Nu gauw onze kopjes maar bloot!
Wij zingen te zamen een liedjen er bij!
De regen in Mei maakt ons groot.
De regen in Mei, ja, de regen in Mei,
Hij kleurt onze wangetjes rood,
Hij maakt ons zoo frisch en hij stemt ons zoo blij!
De regen in Mei maakt ons groot.
Men zou iets aan kunnen voeren tegen dat rijmen van ij op ei; men zou nog een paar andere feilen tegen de prosodie in het boekje kunnen aanhalen, maar de kinderen zullen het daarom niet te minder lief hebben. De heer G.J. Thieme te Arnhem heeft ons eene proeve gezonden van zijne Photozincographie. Wij hebben zelden iets fraaiers en beters in dit vak gezien.

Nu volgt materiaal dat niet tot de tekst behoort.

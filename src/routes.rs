use actix_session::{SessionMiddleware, storage::CookieSessionStore};
use actix_web::{HttpResponse, cookie::Key, web};

use crate::auth;
use crate::handlers;

/// Cookie-backed sessions carry the CSRF secret for visitors and the
/// signed-in administrator's identity.
pub fn session_middleware(key: Key, secure: bool) -> SessionMiddleware<CookieSessionStore> {
    SessionMiddleware::builder(CookieSessionStore::default(), key)
        .cookie_name("safejoy_session".to_string())
        .cookie_secure(secure)
        .cookie_http_only(true)
        .build()
}

/// The full route table. Shared data (`SqlitePool`, `AppConfig`,
/// `RateLimiter`) must be registered by the caller.
pub fn configure(cfg: &mut web::ServiceConfig) {
    cfg
        // Static widget assets
        .service(actix_files::Files::new("/static", "./static"))
        // Visitor routes
        .route("/", web::get().to(handlers::widget_handlers::index))
        .route("/embed", web::get().to(handlers::widget_handlers::embed))
        .service(
            web::resource("/submit")
                .app_data(
                    web::FormConfig::default()
                        .error_handler(handlers::intake_handlers::form_error_handler),
                )
                .route(web::post().to(handlers::intake_handlers::submit)),
        )
        // Admin sign-in
        .route("/admin/login", web::get().to(handlers::auth_handlers::login_page))
        .route("/admin/login", web::post().to(handlers::auth_handlers::login_submit))
        // Protected admin routes
        .service(
            web::scope("/admin")
                .wrap(actix_web::middleware::from_fn(auth::middleware::require_auth))
                .route("", web::get().to(admin_home))
                .route("/logout", web::post().to(handlers::auth_handlers::logout))
                .route("/submissions", web::get().to(handlers::submission_handlers::index))
                .route("/forms", web::get().to(handlers::form_handlers::list))
                .route("/forms", web::post().to(handlers::form_handlers::create))
                .route("/forms/{id}/delete", web::post().to(handlers::form_handlers::delete)),
        );
}

async fn admin_home() -> HttpResponse {
    HttpResponse::SeeOther()
        .insert_header(("Location", handlers::submission_handlers::LIST_PATH))
        .finish()
}

/// Default service: static 404 page.
pub async fn not_found() -> HttpResponse {
    let html = include_str!("../templates/errors/404.html");
    HttpResponse::NotFound()
        .content_type("text/html; charset=utf-8")
        .body(html)
}
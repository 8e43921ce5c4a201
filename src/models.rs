pub mod admin_user;
pub mod form;
pub mod submission;

use chrono::{DateTime, NaiveDateTime, SubsecRound, Utc};

/// Stored timestamp layout. Fixed width, so text order is time order.
pub const TIMESTAMP_FORMAT: &str = "%Y-%m-%d %H:%M:%S%.6f";

/// Current UTC time at the precision the database keeps.
pub fn now_timestamp() -> DateTime<Utc> {
    Utc::now().trunc_subsecs(6)
}

pub fn format_timestamp(at: &DateTime<Utc>) -> String {
    at.format(TIMESTAMP_FORMAT).to_string()
}

pub fn parse_timestamp(raw: &str) -> Result<DateTime<Utc>, sqlx::Error> {
    NaiveDateTime::parse_from_str(raw, "%Y-%m-%d %H:%M:%S%.f")
        .map(|naive| naive.and_utc())
        .map_err(|e| sqlx::Error::Decode(Box::new(e)))
}
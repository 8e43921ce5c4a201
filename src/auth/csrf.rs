use actix_session::Session;
use hmac::{Hmac, Mac};
use rand::Rng;
use sha2::Sha256;

use crate::errors::AppError;

type HmacSha256 = Hmac<Sha256>;

const SECRET_KEY: &str = "csrf_secret";

/// Action name for the visitor intake form.
pub const SUBMIT_ACTION: &str = "safejoy_submit";
pub const FORMS_ACTION: &str = "admin_forms";
pub const LOGIN_ACTION: &str = "admin_login";
pub const LOGOUT_ACTION: &str = "admin_logout";

/// Per-row delete action, e.g. `delete_submission_42`.
pub fn delete_submission_action(id: i64) -> String {
    format!("delete_submission_{id}")
}

/// Get the per-session CSRF secret, or generate and store a new one.
pub fn get_or_create_secret(session: &Session) -> String {
    if let Ok(Some(secret)) = session.get::<String>(SECRET_KEY) {
        return secret;
    }
    let secret = generate_secret();
    let _ = session.insert(SECRET_KEY, &secret);
    secret
}

/// Issue a token bound to this session and `action`.
pub fn token_for(session: &Session, action: &str, lifetime_secs: u64) -> String {
    let secret = get_or_create_secret(session);
    sign(&secret, action, current_tick(lifetime_secs))
}

/// Validate a submitted token for `action`. Fails closed: a missing secret,
/// empty token or signature mismatch is rejected.
pub fn validate_csrf(
    session: &Session,
    action: &str,
    submitted: &str,
    lifetime_secs: u64,
) -> Result<(), AppError> {
    let secret = session
        .get::<String>(SECRET_KEY)
        .unwrap_or(None)
        .unwrap_or_default();
    if verify(&secret, action, submitted, current_tick(lifetime_secs)) {
        Ok(())
    } else {
        log::warn!("Rejected CSRF token for action '{action}'");
        Err(AppError::Csrf)
    }
}

/// Check `token` against the current and the previous tick.
pub fn verify(secret: &str, action: &str, token: &str, tick: u64) -> bool {
    if secret.is_empty() || token.is_empty() {
        return false;
    }
    let Ok(expected) = hex::decode(token.trim()) else {
        return false;
    };
    [tick, tick.saturating_sub(1)].iter().any(|t| {
        mac_for(secret, action, *t)
            .map(|mac| mac.verify_slice(&expected).is_ok())
            .unwrap_or(false)
    })
}

pub fn sign(secret: &str, action: &str, tick: u64) -> String {
    match mac_for(secret, action, tick) {
        Some(mac) => hex::encode(mac.finalize().into_bytes()),
        None => String::new(),
    }
}

fn mac_for(secret: &str, action: &str, tick: u64) -> Option<HmacSha256> {
    let mut mac = HmacSha256::new_from_slice(secret.as_bytes()).ok()?;
    mac.update(action.as_bytes());
    mac.update(b"|");
    mac.update(tick.to_string().as_bytes());
    Some(mac)
}

/// Tokens rotate every half lifetime; accepting the previous tick keeps
/// each one valid for between half and the full lifetime.
fn current_tick(lifetime_secs: u64) -> u64 {
    let half = (lifetime_secs / 2).max(1);
    let now = chrono::Utc::now().timestamp().max(0) as u64;
    now / half
}

/// Generate a random 32-byte hex secret.
fn generate_secret() -> String {
    let mut rng = rand::rng();
    let bytes: [u8; 32] = rng.random();
    hex::encode(bytes)
}
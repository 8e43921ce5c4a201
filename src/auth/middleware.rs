use actix_session::SessionExt;
use actix_web::{
    Error, HttpResponse,
    body::MessageBody,
    dev::{ServiceRequest, ServiceResponse},
    middleware::Next,
};

/// Gate for the administrative scope. Anonymous requests are redirected to the
/// sign-in page with the original path carried in `next`.
pub async fn require_auth(
    req: ServiceRequest,
    next: Next<impl MessageBody + 'static>,
) -> Result<ServiceResponse<impl MessageBody>, Error> {
    let session = req.get_session();
    let has_user = session.get::<i64>("user_id").unwrap_or(None).is_some();

    if !has_user {
        let location = login_redirect(req.path(), req.query_string());
        let response = HttpResponse::SeeOther()
            .insert_header(("Location", location))
            .finish();
        return Ok(req.into_response(response).map_into_right_body());
    }

    next.call(req).await.map(|res| res.map_into_left_body())
}

fn login_redirect(path: &str, query: &str) -> String {
    let target = if query.is_empty() {
        path.to_string()
    } else {
        format!("{path}?{query}")
    };
    let encoded: String = url::form_urlencoded::byte_serialize(target.as_bytes()).collect();
    format!("/admin/login?next={encoded}")
}

/// Only same-site admin paths are honoured as post-login targets.
pub fn safe_next(next: Option<&str>) -> &str {
    match next {
        Some(n) if n.starts_with("/admin") && !n.starts_with("//") => n,
        _ => "/admin/submissions",
    }
}
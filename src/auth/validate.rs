//! Field-level sanitizers shared by the intake validator and the admin forms.

/// Remove HTML tags. A `<` only opens a tag when followed by a letter, `/` or
/// `!` and later closed by `>`; any other `<` is ordinary text and kept.
pub fn strip_tags(input: &str) -> String {
    let mut out = String::with_capacity(input.len());
    let mut rest = input;
    while let Some(start) = rest.find('<') {
        out.push_str(&rest[..start]);
        let after = &rest[start + 1..];
        let opens_tag = after
            .chars()
            .next()
            .is_some_and(|c| c.is_ascii_alphabetic() || c == '/' || c == '!');
        match after.find('>') {
            Some(end) if opens_tag => rest = &after[end + 1..],
            _ => {
                out.push('<');
                rest = after;
            }
        }
    }
    out.push_str(rest);
    out
}

/// Single-line text: tags stripped, whitespace runs (newlines included)
/// collapsed to one space, trimmed.
pub fn sanitize_text(input: &str) -> String {
    strip_tags(input)
        .split_whitespace()
        .collect::<Vec<_>>()
        .join(" ")
}

/// Multi-line text: tags stripped, CRLF normalised, outer whitespace trimmed.
/// Interior line breaks survive.
pub fn sanitize_textarea(input: &str) -> String {
    strip_tags(input)
        .replace("\r\n", "\n")
        .replace('\r', "\n")
        .trim()
        .to_string()
}

/// Validate a required text field with a max length.
pub fn validate_required(value: &str, field_name: &str, max_len: usize) -> Option<String> {
    let trimmed = value.trim();
    if trimmed.is_empty() {
        return Some(format!("{field_name} is required"));
    }
    if trimmed.chars().count() > max_len {
        return Some(format!("{field_name} must be at most {max_len} characters"));
    }
    None
}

Hetzij men eene reproductie in natuurlijke grootte, of wel eene verkleining of vergrooting van eene plaat ziet, overal merkt men dezelfde zuiverheid en scherpte van teekening en lijnen op, overal bespeurt men dezelfde meesterlijke weergave van het oorspronkelijke. Deze betrekkelijk nieuwe methode is geroepen om groote diensten te bewijzen bij het illustreeren van boekwerken, en de werkhuizen van den heer Thieme kunnen waarlijk zonder schroom de vergelijking doorstaan met wat het buitenland het best op dit gebied oplevert.